The AFR’s Alan Mitchell has written a solid piece prognosticating about the best tax reform options to reform Australia’s federation.
Predictably, Mitchell mentions raising/broadening the GST in exchange for lower income taxes, which according to the OECD could produce a long-term increase of almost 1% in Australia’s GDP in the event of a 1% shift in the tax mix. The OECD’s estimate is broadly supported by professor John Freebairn, who has previously noted that “changing the tax mix from (income taxes to indirect taxes) brings gains of 20c to 30c in the dollar and beats anything that a major corporation could do on productivity”.
Mitchell also argues for an increase in state land taxes, reductions in superannuation concessions, and compensation measures for the poor, in order to ensure that the overall tax reform package meets the goals of being both efficient and equitable:
A bigger GST will impact more heavily on the disposable incomes and savings of lower income earners. To the extent that this is not offset by the income tax cuts, there will have to be additional compensation.
More generally, a shift of the tax burden from personal income tax to a proportional consumption tax will reduce the nominal progressiveness of the tax and transfer system.
To pass the public’s fairness test, any change in the tax mix probably will have to be accompanied with reforms less favourable to higher income earners – like a land tax on expensive residences and a cut in their tax superannuation tax concessions.To sweeten the pot there also should be reforms for lower income earners, such as a reduction in effective marginal tax rates for (mainly female) second-income earners, and increased subsidies for child care. Together these measures would amount to a powerful economic reform in their own right.
Mitchell’s proposals broadly mirror those of CEDA’s Terry Moran, who earlier in the week proposed increasing “the rate and coverage of the GST” and transferring “the extra revenue to the states to support growing demands on public hospitals”, along with developing “a land tax, or property charge, with a broader base of applicability but at a much lower rate than currently applies”, as well as extending “road-use charging to existing freeways, highways and major arterial roads within cities”, with any extra revenue used by the states to fund infrastructure investment, rather than being reliant on the commonwealth.
Both Mitchell’s and Moran’s proposals are sound, and would ensure that the states’ revenue sources are commensurate with their level of responsibility, while also shifting the nation’s tax burden away from inefficient personal income taxes to more efficient sources.
The key road block to reform, however, is state resistance. As highlighted by tax expert, professor John Freebairn, in his recent Henry George Commemorative Dinner speech, the state’s bear “most of the pain of tax reform” whereas “most of the benefits of state tax reform would be reaped by the Commonwealth [via] the larger and more productive economy [which produces] big gains in income tax, big gains in corporate tax”.

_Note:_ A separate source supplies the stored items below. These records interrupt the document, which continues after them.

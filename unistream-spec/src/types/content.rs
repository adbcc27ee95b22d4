use super::{
    File, FinishReason, ProviderMetadata, ResponseMetadata, Source, ToolCall, ToolResult, Usage,
    Warning,
};
use serde::{Deserialize, Serialize};

/// One item of a fully materialized response.
#[derive(Debug, Clone, Serialize, Deserialize, PartialEq)]
#[serde(tag = "type", rename_all = "kebab-case")]
pub enum ContentPart {
    Text {
        text: String,
        #[serde(
            default,
            skip_serializing_if = "Option::is_none",
            rename = "providerMetadata"
        )]
        provider_metadata: Option<ProviderMetadata>,
    },
    Reasoning {
        text: String,
        #[serde(
            default,
            skip_serializing_if = "Option::is_none",
            rename = "providerMetadata"
        )]
        provider_metadata: Option<ProviderMetadata>,
    },
    ToolCall(ToolCall),
    ToolResult(ToolResult),
    File(File),
    Source(Source),
}

/// A complete (non-streaming) generation result.
///
/// Produced either by a protocol's non-streaming parser or by collapsing a
/// drained part stream; both must agree for the same generation.
#[derive(Debug, Clone, Serialize, Deserialize, PartialEq)]
#[serde(rename_all = "camelCase")]
pub struct GenerateResult {
    pub content: Vec<ContentPart>,
    pub finish_reason: FinishReason,
    #[serde(default, skip_serializing_if = "Option::is_none")]
    pub raw_finish_reason: Option<String>,
    pub usage: Usage,
    #[serde(default, skip_serializing_if = "Option::is_none")]
    pub provider_metadata: Option<ProviderMetadata>,
    #[serde(default, skip_serializing_if = "Option::is_none")]
    pub response: Option<ResponseMetadata>,
    #[serde(default, skip_serializing_if = "Vec::is_empty")]
    pub warnings: Vec<Warning>,
}

impl Default for GenerateResult {
    fn default() -> Self {
        Self {
            content: Vec::new(),
            finish_reason: FinishReason::Unknown,
            raw_finish_reason: None,
            usage: Usage::default(),
            provider_metadata: None,
            response: None,
            warnings: Vec::new(),
        }
    }
}

impl GenerateResult {
    /// Append text, extending the trailing text item if there is one.
    ///
    /// A stream delivers consecutive text parts as one block, so the
    /// non-streaming side coalesces them the same way.
    pub fn push_text(&mut self, delta: &str, provider_metadata: Option<ProviderMetadata>) {
        if let Some(ContentPart::Text {
            text,
            provider_metadata: meta,
        }) = self.content.last_mut()
        {
            text.push_str(delta);
            if provider_metadata.is_some() {
                *meta = provider_metadata;
            }
            return;
        }
        self.content.push(ContentPart::Text {
            text: delta.to_string(),
            provider_metadata,
        });
    }

    /// Reasoning counterpart of [`GenerateResult::push_text`].
    pub fn push_reasoning(&mut self, delta: &str, provider_metadata: Option<ProviderMetadata>) {
        if let Some(ContentPart::Reasoning {
            text,
            provider_metadata: meta,
        }) = self.content.last_mut()
        {
            text.push_str(delta);
            if provider_metadata.is_some() {
                *meta = provider_metadata;
            }
            return;
        }
        self.content.push(ContentPart::Reasoning {
            text: delta.to_string(),
            provider_metadata,
        });
    }

    /// All text items concatenated.
    pub fn text(&self) -> String {
        self.content
            .iter()
            .filter_map(|c| match c {
                ContentPart::Text { text, .. } => Some(text.as_str()),
                _ => None,
            })
            .collect()
    }

    /// All reasoning items concatenated.
    pub fn reasoning_text(&self) -> String {
        self.content
            .iter()
            .filter_map(|c| match c {
                ContentPart::Reasoning { text, .. } => Some(text.as_str()),
                _ => None,
            })
            .collect()
    }

    pub fn tool_calls(&self) -> Vec<&ToolCall> {
        self.content
            .iter()
            .filter_map(|c| match c {
                ContentPart::ToolCall(call) => Some(call),
                _ => None,
            })
            .collect()
    }

    pub fn sources(&self) -> Vec<&Source> {
        self.content
            .iter()
            .filter_map(|c| match c {
                ContentPart::Source(src) => Some(src),
                _ => None,
            })
            .collect()
    }
}
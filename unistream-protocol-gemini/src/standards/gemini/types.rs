//! Gemini wire types (`GenerateContentResponse` and friends).
//!
//! Only the fields the normalizer needs are typed. Metadata objects that are
//! passed through to `providerMetadata` keep unknown fields via `flatten`.

use serde::{Deserialize, Serialize};

/// One `streamGenerateContent` chunk, or a full `generateContent` body.
#[derive(Debug, Clone, Deserialize)]
#[serde(rename_all = "camelCase")]
pub struct GenerateContentResponse {
    #[serde(default)]
    pub candidates: Vec<Candidate>,
    pub usage_metadata: Option<UsageMetadata>,
    pub prompt_feedback: Option<PromptFeedback>,
    pub model_version: Option<String>,
    pub response_id: Option<String>,
}

#[derive(Debug, Clone, Deserialize)]
#[serde(rename_all = "camelCase")]
pub struct Candidate {
    pub content: Option<Content>,
    pub finish_reason: Option<String>,
    pub grounding_metadata: Option<GroundingMetadata>,
    pub url_context_metadata: Option<serde_json::Value>,
    pub safety_ratings: Option<serde_json::Value>,
}

#[derive(Debug, Clone, Deserialize)]
pub struct Content {
    #[serde(default)]
    pub parts: Vec<GeminiPart>,
    #[allow(dead_code)]
    // Role appears in responses but is not needed by the normalizer
    pub role: Option<String>,
}

#[derive(Debug, Clone, Deserialize)]
#[serde(rename_all = "camelCase")]
pub struct GeminiPart {
    pub text: Option<String>,
    /// Whether this is a thought summary (thinking models).
    pub thought: Option<bool>,
    /// Opaque signature that must be echoed back on the next request.
    pub thought_signature: Option<String>,
    pub executable_code: Option<ExecutableCode>,
    pub code_execution_result: Option<CodeExecutionResult>,
    pub function_call: Option<FunctionCall>,
    pub inline_data: Option<InlineData>,
}

#[derive(Debug, Clone, Deserialize)]
pub struct ExecutableCode {
    pub language: Option<String>,
    pub code: Option<String>,
}

#[derive(Debug, Clone, Deserialize)]
pub struct CodeExecutionResult {
    pub outcome: Option<String>,
    pub output: Option<String>,
}

#[derive(Debug, Clone, Deserialize)]
pub struct FunctionCall {
    pub id: Option<String>,
    pub name: String,
    pub args: Option<serde_json::Value>,
}

#[derive(Debug, Clone, Deserialize)]
#[serde(rename_all = "camelCase")]
pub struct InlineData {
    pub mime_type: String,
    pub data: String,
}

#[derive(Debug, Clone, Deserialize, Serialize)]
#[serde(rename_all = "camelCase")]
pub struct UsageMetadata {
    #[serde(skip_serializing_if = "Option::is_none")]
    pub prompt_token_count: Option<u64>,
    #[serde(skip_serializing_if = "Option::is_none")]
    pub candidates_token_count: Option<u64>,
    #[serde(skip_serializing_if = "Option::is_none")]
    pub total_token_count: Option<u64>,
    /// Number of tokens used for thinking (only for thinking models)
    #[serde(skip_serializing_if = "Option::is_none")]
    pub thoughts_token_count: Option<u64>,
    #[serde(skip_serializing_if = "Option::is_none")]
    pub cached_content_token_count: Option<u64>,
    #[serde(flatten)]
    pub extra: serde_json::Map<String, serde_json::Value>,
}

#[derive(Debug, Clone, Deserialize, Serialize)]
#[serde(rename_all = "camelCase")]
pub struct PromptFeedback {
    /// If set, the prompt was blocked and no candidates are returned.
    #[serde(skip_serializing_if = "Option::is_none")]
    pub block_reason: Option<String>,
    #[serde(flatten)]
    pub extra: serde_json::Map<String, serde_json::Value>,
}

#[derive(Debug, Clone, Deserialize, Serialize)]
#[serde(rename_all = "camelCase")]
pub struct GroundingMetadata {
    #[serde(skip_serializing_if = "Option::is_none")]
    pub grounding_chunks: Option<Vec<GroundingChunk>>,
    #[serde(flatten)]
    pub extra: serde_json::Map<String, serde_json::Value>,
}

#[derive(Debug, Clone, Deserialize, Serialize)]
#[serde(untagged)]
pub enum GroundingChunk {
    Web {
        web: WebGroundingChunk,
    },
    RetrievedContext {
        #[serde(rename = "retrievedContext")]
        retrieved_context: RetrievedContext,
    },
    Maps {
        maps: MapsGroundingChunk,
    },
    Other(serde_json::Value),
}

#[derive(Debug, Clone, Deserialize, Serialize)]
pub struct WebGroundingChunk {
    #[serde(skip_serializing_if = "Option::is_none")]
    pub uri: Option<String>,
    #[serde(skip_serializing_if = "Option::is_none")]
    pub title: Option<String>,
}

#[derive(Debug, Clone, Deserialize, Serialize)]
#[serde(rename_all = "camelCase")]
pub struct RetrievedContext {
    #[serde(skip_serializing_if = "Option::is_none")]
    pub uri: Option<String>,
    #[serde(skip_serializing_if = "Option::is_none")]
    pub title: Option<String>,
    #[serde(skip_serializing_if = "Option::is_none")]
    pub text: Option<String>,
    #[serde(skip_serializing_if = "Option::is_none")]
    pub file_search_store: Option<String>,
}

#[derive(Debug, Clone, Deserialize, Serialize)]
#[serde(rename_all = "camelCase")]
pub struct MapsGroundingChunk {
    #[serde(skip_serializing_if = "Option::is_none")]
    pub uri: Option<String>,
    #[serde(skip_serializing_if = "Option::is_none")]
    pub title: Option<String>,
    #[serde(skip_serializing_if = "Option::is_none")]
    pub place_id: Option<String>,
}
//! Chat-completions chunk narrowing.
//!
//! Usage arrives in a trailing chunk with empty `choices` when the request set
//! `stream_options.include_usage`, after the chunk carrying `finish_reason`.
//! The protocol reports trailing chunks, so a default `NormalizerConfig`
//! keeps decoding until input ends and the trailer lands in `finish`.

use super::errors::provider_error_from_envelope;
use super::finish::map_openai_finish_reason;
use super::types::{ChatCompletionChunk, OpenAiUsage};
use chrono::{DateTime, Utc};
use serde_json::Value;
use std::sync::Arc;
use unistream_core::spec::{
    FinishReason, GenerateResult, NormalizerError, ProviderMetadata, ResponseMetadata, Usage,
};
use unistream_core::{IdGenerator, Part, ProviderProtocol, RawChunk, SequentialIds, TerminalStatus};

/// OpenAI-compatible chat-completions protocol.
#[derive(Debug, Clone)]
pub struct OpenAiCompatibleProtocol {
    provider_id: String,
    ids: Arc<dyn IdGenerator>,
}

impl OpenAiCompatibleProtocol {
    /// `provider_id` names the vendor in logs and in `providerMetadata`.
    pub fn new(provider_id: impl Into<String>) -> Self {
        Self {
            provider_id: provider_id.into(),
            ids: Arc::new(SequentialIds),
        }
    }

    /// Id source for [`ProviderProtocol::parse_response`].
    pub fn with_id_generator(mut self, ids: Arc<dyn IdGenerator>) -> Self {
        self.ids = ids;
        self
    }

    pub(crate) fn ids(&self) -> &dyn IdGenerator {
        self.ids.as_ref()
    }

    pub(crate) fn response_metadata(
        id: Option<String>,
        model: Option<String>,
        created: Option<i64>,
    ) -> Option<ResponseMetadata> {
        let meta = ResponseMetadata {
            id,
            model_id: model,
            timestamp: created.and_then(|secs| DateTime::<Utc>::from_timestamp(secs, 0)),
        };
        (!meta.is_empty()).then_some(meta)
    }

    /// `{provider: {acceptedPredictionTokens, rejectedPredictionTokens}}`, when reported.
    pub(crate) fn usage_metadata(&self, usage: &OpenAiUsage) -> Option<ProviderMetadata> {
        let details = usage.completion_tokens_details.as_ref()?;
        let mut fields = serde_json::Map::new();
        if let Some(n) = details.accepted_prediction_tokens {
            fields.insert("acceptedPredictionTokens".to_string(), Value::from(n));
        }
        if let Some(n) = details.rejected_prediction_tokens {
            fields.insert("rejectedPredictionTokens".to_string(), Value::from(n));
        }
        if fields.is_empty() {
            return None;
        }
        let mut meta = ProviderMetadata::new();
        meta.insert(self.provider_id.clone(), Value::Object(fields));
        Some(meta)
    }
}

pub(crate) fn convert_usage(usage: &OpenAiUsage) -> Usage {
    Usage {
        input_tokens: usage.prompt_tokens,
        output_tokens: usage.completion_tokens,
        total_tokens: usage.total_tokens,
        reasoning_tokens: usage
            .completion_tokens_details
            .as_ref()
            .and_then(|d| d.reasoning_tokens),
        cached_input_tokens: usage
            .prompt_tokens_details
            .as_ref()
            .and_then(|d| d.cached_tokens),
    }
}

impl ProviderProtocol for OpenAiCompatibleProtocol {
    fn provider_id(&self) -> &str {
        &self.provider_id
    }

    fn narrow(&self, chunk: &Value) -> Result<RawChunk, NormalizerError> {
        if let Some(error) = chunk.get("error") {
            let error = provider_error_from_envelope(error);
            tracing::debug!(provider = %self.provider_id, error = %error, "error envelope in stream");
            return Ok(RawChunk::new().with_terminal(TerminalStatus::error(error)));
        }

        let parsed: ChatCompletionChunk = serde_json::from_value(chunk.clone()).map_err(|e| {
            NormalizerError::ParseError(format!("invalid {} chunk: {e}", self.provider_id))
        })?;

        let mut raw = RawChunk::new();
        raw.response_metadata = Self::response_metadata(parsed.id, parsed.model, parsed.created);

        if let Some(usage) = &parsed.usage {
            raw.usage = Some(convert_usage(usage));
            raw.provider_metadata = self.usage_metadata(usage);
        }

        let Some(choice) = parsed.choices.into_iter().next() else {
            return Ok(raw);
        };

        if let Some(mut delta) = choice.delta {
            if let Some(text) = delta.reasoning_text() {
                raw.parts.push(Part::Reasoning {
                    text,
                    provider_metadata: None,
                });
            }
            if let Some(text) = delta.content {
                raw.parts.push(Part::Text {
                    text,
                    provider_metadata: None,
                });
            }
            for call in delta.tool_calls.unwrap_or_default() {
                let (name, arguments_delta) = match call.function {
                    Some(f) => (f.name, f.arguments),
                    None => (None, None),
                };
                raw.parts.push(Part::FunctionCallDelta {
                    index: call.index,
                    id: call.id.filter(|id| !id.is_empty()),
                    name,
                    arguments_delta,
                });
            }
        }

        if let Some(reason) = choice.finish_reason {
            raw.terminal = Some(TerminalStatus::reason(reason));
        }
        Ok(raw)
    }

    fn map_finish_reason(&self, raw: &str, has_tool_calls: bool) -> FinishReason {
        map_openai_finish_reason(raw, has_tool_calls)
    }

    fn has_trailing_chunks(&self) -> bool {
        true
    }

    fn parse_response(&self, body: &Value) -> Result<GenerateResult, NormalizerError> {
        super::json_response::parse_chat_completion(self, body)
    }
}
//! Client tool-call input assembly.
//!
//! Two delivery styles are supported:
//! - atomic calls (the whole call arrives in one part): the
//!   `tool-input-start/-delta/-end` triad is synthesized around the input;
//! - incremental calls (argument fragments keyed by `index`): fragments are
//!   accumulated until the text parses as JSON, at which point the input is
//!   closed and a `tool-call` is emitted. Later fragments for that index are
//!   ignored.

use std::collections::BTreeMap;
use unistream_spec::{NormalizerError, ProviderMetadata, StreamPart, ToolCall};

#[derive(Debug)]
enum Slot {
    Active { id: String, name: String, arguments: String },
    Finished,
    Invalid,
}

#[derive(Debug, Default)]
pub struct ToolInputAssembler {
    slots: BTreeMap<u32, Slot>,
}

fn is_parsable_json(text: &str) -> bool {
    serde_json::from_str::<serde::de::IgnoredAny>(text).is_ok()
}

impl ToolInputAssembler {
    pub fn new() -> Self {
        Self::default()
    }

    /// Emit a complete call delivered in one piece.
    pub fn emit_atomic(
        id: String,
        name: String,
        arguments: String,
        provider_metadata: Option<ProviderMetadata>,
        out: &mut Vec<StreamPart>,
    ) {
        out.push(StreamPart::ToolInputStart {
            id: id.clone(),
            tool_name: name.clone(),
            provider_executed: false,
        });
        out.push(StreamPart::ToolInputDelta {
            id: id.clone(),
            delta: arguments.clone(),
        });
        out.push(StreamPart::ToolInputEnd { id: id.clone() });
        out.push(StreamPart::ToolCall(ToolCall {
            tool_call_id: id,
            tool_name: name,
            input: arguments,
            provider_executed: false,
            provider_metadata,
        }));
    }

    /// Feed one argument fragment. Returns `true` when a `tool-call` was emitted.
    pub fn push_delta(
        &mut self,
        index: u32,
        id: Option<String>,
        name: Option<String>,
        arguments_delta: Option<String>,
        next_id: &mut dyn FnMut() -> String,
        out: &mut Vec<StreamPart>,
    ) -> bool {
        if !self.slots.contains_key(&index) {
            let Some(name) = name.filter(|n| !n.is_empty()) else {
                tracing::warn!(index, "tool call fragment without a function name");
                out.push(StreamPart::error(NormalizerError::InvalidToolCall(format!(
                    "tool call at index {index}: expected 'function.name' to be a string"
                ))));
                self.slots.insert(index, Slot::Invalid);
                return false;
            };
            let id = id.unwrap_or_else(|| next_id());
            out.push(StreamPart::ToolInputStart {
                id: id.clone(),
                tool_name: name.clone(),
                provider_executed: false,
            });
            self.slots.insert(
                index,
                Slot::Active {
                    id,
                    name,
                    arguments: String::new(),
                },
            );
        }

        let Some(slot) = self.slots.get_mut(&index) else {
            return false;
        };
        let Slot::Active {
            id,
            name,
            arguments,
        } = slot
        else {
            tracing::trace!(index, "ignoring fragment for closed tool call");
            return false;
        };

        if let Some(delta) = arguments_delta.filter(|d| !d.is_empty()) {
            arguments.push_str(&delta);
            out.push(StreamPart::ToolInputDelta {
                id: id.clone(),
                delta,
            });
        }

        if !is_parsable_json(arguments) {
            return false;
        }

        out.push(StreamPart::ToolInputEnd { id: id.clone() });
        let call = ToolCall {
            tool_call_id: std::mem::take(id),
            tool_name: std::mem::take(name),
            input: std::mem::take(arguments),
            provider_executed: false,
            provider_metadata: None,
        };
        tracing::debug!(call_id = %call.tool_call_id, tool = %call.tool_name, "tool call assembled");
        out.push(StreamPart::ToolCall(call));
        *slot = Slot::Finished;
        true
    }

    pub fn has_unfinished(&self) -> bool {
        self.slots.values().any(|s| matches!(s, Slot::Active { .. }))
    }

    /// Close inputs that never became valid JSON.
    ///
    /// Each gets `tool-input-end` followed by an `InvalidToolCall` error when
    /// `report` is set; no `tool-call` is fabricated.
    pub fn close_unfinished(&mut self, report: bool, out: &mut Vec<StreamPart>) {
        for (index, slot) in std::mem::take(&mut self.slots) {
            let Slot::Active {
                id,
                name,
                arguments,
            } = slot
            else {
                continue;
            };
            tracing::warn!(index, call_id = %id, tool = %name, "tool input never completed");
            out.push(StreamPart::ToolInputEnd { id: id.clone() });
            if report {
                out.push(StreamPart::error(NormalizerError::InvalidToolCall(format!(
                    "tool call `{id}` ({name}) ended with unparsable input: {arguments:?}"
                ))));
            }
        }
    }
}
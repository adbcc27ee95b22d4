//! Gemini finish-reason vocabulary.

use unistream_core::spec::FinishReason;

/// Map a Gemini `finishReason` (or prompt `blockReason`) to the canonical reason.
///
/// Gemini reports `STOP` even when the turn ended in function calls, so the
/// caller's `has_tool_calls` decides between `stop` and `tool-calls`.
pub fn map_gemini_finish_reason(raw: &str, has_tool_calls: bool) -> FinishReason {
    match raw {
        "STOP" if has_tool_calls => FinishReason::ToolCalls,
        "STOP" => FinishReason::Stop,
        "MAX_TOKENS" => FinishReason::Length,
        "SAFETY" | "RECITATION" | "BLOCKLIST" | "PROHIBITED_CONTENT" | "SPII" | "IMAGE_SAFETY" => {
            FinishReason::ContentFilter
        }
        "MALFORMED_FUNCTION_CALL" => FinishReason::Error,
        _ => FinishReason::Other,
    }
}
//! Chunk decoding.
//!
//! [`ChunkDecoder::decode`] maps one narrowed chunk to canonical parts. All
//! state it needs lives in [`SessionState`], which the normalizer owns and
//! passes in explicitly.

use crate::accumulator::UsageAccumulator;
use crate::block::{BlockKind, BlockTracker};
use crate::correlation::{CorrelationStore, PendingCall};
use crate::ids::IdGenerator;
use crate::part::{Part, RawChunk, SourcePart, TerminalStatus};
use crate::tool_input::ToolInputAssembler;
use std::sync::Arc;
use unistream_spec::{File, NormalizerError, Source, StreamPart, ToolCall, ToolResult};

/// Mutable per-stream state consulted by the decoder.
#[derive(Debug)]
pub struct SessionState {
    pub blocks: BlockTracker,
    pub correlation: CorrelationStore,
    pub accumulator: UsageAccumulator,
    pub tool_inputs: ToolInputAssembler,
    /// Whether a client-side tool call was emitted.
    pub has_tool_calls: bool,
    response_metadata_sent: bool,
    tool_seq: u64,
    source_seq: u64,
    ids: Arc<dyn IdGenerator>,
}

impl SessionState {
    pub fn new(ids: Arc<dyn IdGenerator>) -> Self {
        Self {
            blocks: BlockTracker::new(),
            correlation: CorrelationStore::new(),
            accumulator: UsageAccumulator::new(),
            tool_inputs: ToolInputAssembler::new(),
            has_tool_calls: false,
            response_metadata_sent: false,
            tool_seq: 0,
            source_seq: 0,
            ids,
        }
    }

    pub fn next_tool_call_id(&mut self) -> String {
        let id = self.ids.tool_call_id(self.tool_seq);
        self.tool_seq += 1;
        id
    }

    fn next_source_id(&mut self) -> String {
        let id = self.ids.source_id(self.source_seq);
        self.source_seq += 1;
        id
    }
}

/// Stateless decoder over [`SessionState`].
#[derive(Debug, Clone, Copy, Default)]
pub struct ChunkDecoder;

impl ChunkDecoder {
    /// Decode one chunk, appending canonical parts to `out`.
    ///
    /// Returns the chunk's terminal status, if it carried one. `finish` is
    /// never emitted here.
    pub fn decode(
        &self,
        chunk: RawChunk,
        state: &mut SessionState,
        out: &mut Vec<StreamPart>,
    ) -> Option<TerminalStatus> {
        let RawChunk {
            parts,
            sources,
            usage,
            provider_metadata,
            response_metadata,
            terminal,
        } = chunk;

        if let Some(meta) = response_metadata
            && !state.response_metadata_sent
            && !meta.is_empty()
        {
            state.response_metadata_sent = true;
            out.push(StreamPart::ResponseMetadata(meta));
        }

        for part in parts {
            self.decode_part(part, state, out);
        }

        for source in sources {
            self.decode_source(source, state, out);
        }

        if let Some(usage) = usage {
            state.accumulator.merge_usage(&usage);
        }
        if let Some(meta) = provider_metadata {
            state.accumulator.merge_provider_metadata(meta);
        }

        if let Some(terminal) = &terminal
            && let Some(error) = &terminal.error
        {
            tracing::debug!(error = %error, "terminal chunk carried an error");
            out.push(StreamPart::error(error.clone()));
        }

        terminal
    }

    fn decode_part(&self, part: Part, state: &mut SessionState, out: &mut Vec<StreamPart>) {
        match part {
            Part::Text {
                text,
                provider_metadata,
            } => {
                if text.is_empty() {
                    return;
                }
                let id = state
                    .blocks
                    .ensure_open(BlockKind::Text, provider_metadata.clone(), out);
                out.push(StreamPart::TextDelta {
                    id,
                    delta: text,
                    provider_metadata,
                });
            }
            Part::Reasoning {
                text,
                provider_metadata,
            } => {
                if text.is_empty() {
                    return;
                }
                let id =
                    state
                        .blocks
                        .ensure_open(BlockKind::Reasoning, provider_metadata.clone(), out);
                out.push(StreamPart::ReasoningDelta {
                    id,
                    delta: text,
                    provider_metadata,
                });
            }
            Part::ProviderToolCall {
                kind,
                tool_name,
                input,
            } => {
                let id = state.next_tool_call_id();
                let superseded = state.correlation.register_call(
                    &kind,
                    PendingCall {
                        id: id.clone(),
                        tool_name: tool_name.clone(),
                    },
                );
                if let Some(old) = superseded {
                    tracing::warn!(
                        kind = %kind,
                        call_id = %old.id,
                        "provider tool call superseded before its result arrived"
                    );
                    out.push(StreamPart::error(NormalizerError::OverlappingToolCall {
                        kind: kind.clone(),
                        pending_id: old.id,
                    }));
                }
                let input = match input {
                    serde_json::Value::String(s) => s,
                    other => other.to_string(),
                };
                out.push(StreamPart::ToolCall(ToolCall {
                    tool_call_id: id,
                    tool_name,
                    input,
                    provider_executed: true,
                    provider_metadata: None,
                }));
            }
            Part::ProviderToolResult {
                kind,
                result,
                is_error,
            } => match state.correlation.take_result(&kind) {
                Some(call) => out.push(StreamPart::ToolResult(ToolResult {
                    tool_call_id: call.id,
                    tool_name: call.tool_name,
                    result,
                    is_error,
                    provider_executed: true,
                })),
                None => {
                    tracing::warn!(kind = %kind, "tool result without a pending call");
                    out.push(StreamPart::error(NormalizerError::OrphanedToolResult {
                        kind,
                    }));
                }
            },
            Part::FunctionCall {
                id,
                name,
                arguments,
                provider_metadata,
            } => {
                let id = id.unwrap_or_else(|| state.next_tool_call_id());
                ToolInputAssembler::emit_atomic(id, name, arguments, provider_metadata, out);
                state.has_tool_calls = true;
            }
            Part::FunctionCallDelta {
                index,
                id,
                name,
                arguments_delta,
            } => {
                let SessionState {
                    tool_inputs,
                    tool_seq,
                    ids,
                    ..
                } = state;
                let mut next_id = || {
                    let id = ids.tool_call_id(*tool_seq);
                    *tool_seq += 1;
                    id
                };
                if tool_inputs.push_delta(index, id, name, arguments_delta, &mut next_id, out) {
                    state.has_tool_calls = true;
                }
            }
            Part::InlineData { media_type, data } => {
                match File::from_base64(media_type.clone(), &data) {
                    Ok(file) => out.push(StreamPart::File(file)),
                    Err(err) => {
                        tracing::warn!(media_type = %media_type, error = %err, "undecodable inline data");
                        out.push(StreamPart::error(err));
                    }
                }
            }
        }
    }

    fn decode_source(&self, source: SourcePart, state: &mut SessionState, out: &mut Vec<StreamPart>) {
        if !state.correlation.mark_source(source.dedup_key()) {
            return;
        }
        let id = state.next_source_id();
        out.push(StreamPart::Source(match source {
            SourcePart::Url {
                url,
                title,
                provider_metadata,
            } => Source::Url {
                id,
                url,
                title,
                provider_metadata,
            },
            SourcePart::Document {
                media_type,
                title,
                filename,
                provider_metadata,
                ..
            } => Source::Document {
                id,
                media_type,
                title,
                filename,
                provider_metadata,
            },
        }));
    }
}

Accordingly, Freebairn proposes that the commonwealth provide incentive payments (compensation) to the states, much like it did under the 1990’s National Competition Reforms, which “essentially said to the states, “If you reform your state taxes in various ways, we the Commonwealth will pay you some compensation, that is a share of the net national gains”. This way, both the commonwealth and state governments can overcome the political problems inherent in reform:
The states can argue, “Hey electors, we didn’t really, really want to do that tax reform and hurt you, but because we’ve done it the Commonwealth has paid us these billions of dollars. You’re a winner”. And then the Commonwealth will say, “God, we had to shell some money out, but that was only to get those incompetent buggers in the states to get their act together, and we’re all winners”. And so while the pollies are blaming each other, you and I are confused that the economy’s better.
To me, Freebairn’s incentive payments to the states look like the only realistic way forward for federal reform. What gets paid gets done, and without such payments the bickering that often accompanies federal-state reform will remain, and the vertical fiscal imbalance and buck passing that has dogged policy making for generations will persist.